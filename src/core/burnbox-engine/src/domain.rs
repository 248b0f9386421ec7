//! Domain model: the protected secret, its security policy, and its access
//! ledger.
//!
//! All instants are UTC unix seconds. Ciphertext and IV fields are base64
//! strings; the stored `encrypted_value` carries two layers of encryption
//! (the client's own, then the server-side envelope).

use serde::{Deserialize, Serialize};

/// Name written over a secret when it is deleted. The row itself is kept so
/// access events keep a valid parent.
pub const TOMBSTONE_NAME: &str = "[deleted]";

/// A protected secret record.
#[derive(Debug, Clone, Serialize, Deserialize)]
pub struct Secret {
    /// Store-assigned opaque identifier, immutable after creation.
    pub id: String,
    /// Optional display label; replaced by [`TOMBSTONE_NAME`] on deletion.
    pub name: Option<String>,
    /// Base64 ciphertext. Client-encrypted on the way in; the engine wraps it
    /// in a second, server-side layer before persistence.
    pub encrypted_value: String,
    /// Base64 nonce of the server-side envelope layer. Scrubbing it makes the
    /// envelope layer permanently undecryptable.
    pub server_iv: String,
    /// Base64 IV of the client-side layer, opaque to this engine.
    pub client_iv: String,
    /// Access policy, owned 1:1 by the secret.
    pub policy: SecurityPolicy,
    /// Append-only disclosure ledger, loaded only when a view limit is set.
    #[serde(default)]
    pub access_history: Vec<AccessEvent>,
    /// Creation instant, stamped from the injected clock.
    pub created_at: u64,
}

impl Secret {
    /// Whether the configured view limit has been reached.
    ///
    /// Without a configured limit (absent or zero) this is always false; the
    /// ledger length is only meaningful under a limit.
    pub fn over_access_limit(&self) -> bool {
        match self.policy.max_access_count {
            None | Some(0) => false,
            Some(limit) => self.access_history.len() >= limit as usize,
        }
    }

    /// Erases every sensitive field and writes the tombstone name.
    ///
    /// The record stays in place: access events reference it and must not be
    /// orphaned. Losing `server_iv` alone already makes the envelope layer
    /// undecryptable.
    pub fn scrub(&mut self) {
        self.encrypted_value.clear();
        self.server_iv.clear();
        self.client_iv.clear();
        self.policy.password_hash = None;
        self.policy.salt = None;
        self.name = Some(TOMBSTONE_NAME.to_string());
    }
}

/// Access policy owned by a secret.
#[derive(Debug, Clone, Serialize, Deserialize)]
pub struct SecurityPolicy {
    /// Salted digest of the password, never the plaintext. Absent when the
    /// secret is not password-gated.
    pub password_hash: Option<String>,
    /// Per-secret random salt, present whenever `password_hash` is.
    pub salt: Option<String>,
    /// Absolute expiration instant (unix seconds).
    pub expiration: u64,
    /// Maximum number of disclosures; absent means unlimited.
    pub max_access_count: Option<u32>,
}

impl SecurityPolicy {
    /// Whether retrieval requires a password.
    pub fn requires_password(&self) -> bool {
        self.password_hash
            .as_deref()
            .is_some_and(|h| !h.trim().is_empty())
    }

    /// Whether the policy has expired at `now`. The expiration instant itself
    /// counts as expired.
    pub fn is_expired(&self, now: u64) -> bool {
        self.expiration <= now
    }
}

/// One successful disclosure of a view-limited secret.
///
/// Events are immutable and survive deletion of the parent secret.
#[derive(Debug, Clone, Serialize, Deserialize)]
pub struct AccessEvent {
    /// Store-assigned event identifier.
    pub id: String,
    /// Identifier of the disclosed secret.
    pub secret_id: String,
    /// Disclosure instant (unix seconds).
    pub occurred_at: u64,
}

/// A creation candidate, before validation and envelope encryption.
///
/// This is the only place a plaintext password exists inside the engine; the
/// persisted policy only ever carries the salted digest.
#[derive(Debug, Clone, Deserialize)]
pub struct NewSecret {
    /// Optional display label.
    pub name: Option<String>,
    /// Client-encrypted payload, base64.
    pub encrypted_value: String,
    /// Client-side IV, base64, passed through untouched.
    pub client_iv: String,
    /// Optional plaintext password to gate retrieval.
    pub password: Option<String>,
    /// Absolute expiration instant (unix seconds).
    pub expiration: u64,
    /// Optional view limit; must be positive when present.
    pub max_access_count: Option<u32>,
}

impl NewSecret {
    /// The plaintext password, if one was actually supplied.
    pub(crate) fn supplied_password(&self) -> Option<&str> {
        self.password.as_deref().filter(|p| !p.trim().is_empty())
    }
}

/// The only policy shape allowed to cross the outward boundary from
/// GetMetadata: no digest, no salt.
#[derive(Debug, Clone, PartialEq, Eq, Serialize, Deserialize)]
pub struct MetadataView {
    /// Whether retrieval requires a password.
    pub requires_password: bool,
    /// Absolute expiration instant (unix seconds).
    pub expiration: u64,
}

impl From<&SecurityPolicy> for MetadataView {
    fn from(policy: &SecurityPolicy) -> Self {
        Self {
            requires_password: policy.requires_password(),
            expiration: policy.expiration,
        }
    }
}

#[cfg(test)]
mod tests {
    use super::*;

    fn secret_with_policy(policy: SecurityPolicy) -> Secret {
        Secret {
            id: "secret-123".to_string(),
            name: Some("test".to_string()),
            encrypted_value: "ciphertext".to_string(),
            server_iv: "server-iv".to_string(),
            client_iv: "client-iv".to_string(),
            policy,
            access_history: Vec::new(),
            created_at: 0,
        }
    }

    fn open_policy() -> SecurityPolicy {
        SecurityPolicy {
            password_hash: None,
            salt: None,
            expiration: 1_000_000,
            max_access_count: None,
        }
    }

    #[test]
    fn test_expiration_equality_counts_as_expired() {
        let policy = SecurityPolicy {
            expiration: 1_653_177_600, // 2022-05-22T00:00:00Z
            ..open_policy()
        };

        assert!(policy.is_expired(1_653_177_600));
        assert!(policy.is_expired(1_653_177_601));
        assert!(!policy.is_expired(1_653_177_599));
    }

    #[test]
    fn test_requires_password_blank_hash_is_open() {
        let mut policy = open_policy();
        assert!(!policy.requires_password());

        policy.password_hash = Some("   ".to_string());
        assert!(!policy.requires_password());

        policy.password_hash = Some("digest".to_string());
        assert!(policy.requires_password());
    }

    #[test]
    fn test_over_access_limit_unlimited_when_absent_or_zero() {
        let mut secret = secret_with_policy(open_policy());
        secret.access_history = vec![AccessEvent {
            id: "e1".to_string(),
            secret_id: "secret-123".to_string(),
            occurred_at: 1,
        }];

        assert!(!secret.over_access_limit());

        // A literal zero never survives the create path, but the predicate
        // still treats it as unlimited.
        secret.policy.max_access_count = Some(0);
        assert!(!secret.over_access_limit());
    }

    #[test]
    fn test_over_access_limit_boundary() {
        let mut secret = secret_with_policy(SecurityPolicy {
            max_access_count: Some(2),
            ..open_policy()
        });

        assert!(!secret.over_access_limit());

        secret.access_history.push(AccessEvent {
            id: "e1".to_string(),
            secret_id: "secret-123".to_string(),
            occurred_at: 1,
        });
        assert!(!secret.over_access_limit());

        secret.access_history.push(AccessEvent {
            id: "e2".to_string(),
            secret_id: "secret-123".to_string(),
            occurred_at: 2,
        });
        assert!(secret.over_access_limit());
    }

    #[test]
    fn test_scrub_erases_sensitive_fields() {
        let mut secret = secret_with_policy(SecurityPolicy {
            password_hash: Some("digest".to_string()),
            salt: Some("salt".to_string()),
            ..open_policy()
        });

        secret.scrub();

        assert!(secret.encrypted_value.is_empty());
        assert!(secret.server_iv.is_empty());
        assert!(secret.client_iv.is_empty());
        assert!(secret.policy.password_hash.is_none());
        assert!(secret.policy.salt.is_none());
        assert_eq!(secret.name.as_deref(), Some(TOMBSTONE_NAME));
        // Expiration and the ledger are left alone.
        assert_eq!(secret.policy.expiration, 1_000_000);
    }

    #[test]
    fn test_metadata_view_strips_credentials() {
        let policy = SecurityPolicy {
            password_hash: Some("digest".to_string()),
            salt: Some("salt".to_string()),
            ..open_policy()
        };

        let view = MetadataView::from(&policy);

        assert!(view.requires_password);
        assert_eq!(view.expiration, 1_000_000);

        let json = serde_json::to_value(&view).unwrap();
        assert_eq!(
            json,
            serde_json::json!({ "requires_password": true, "expiration": 1_000_000 })
        );
    }
}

HOW TO COMPLETE THIS TASK = Return every line from the records above that holds the word "configured".

SOLUTION =
    /// Whether the configured view limit has been reached.
    /// Without a configured limit (absent or zero) this is always false; the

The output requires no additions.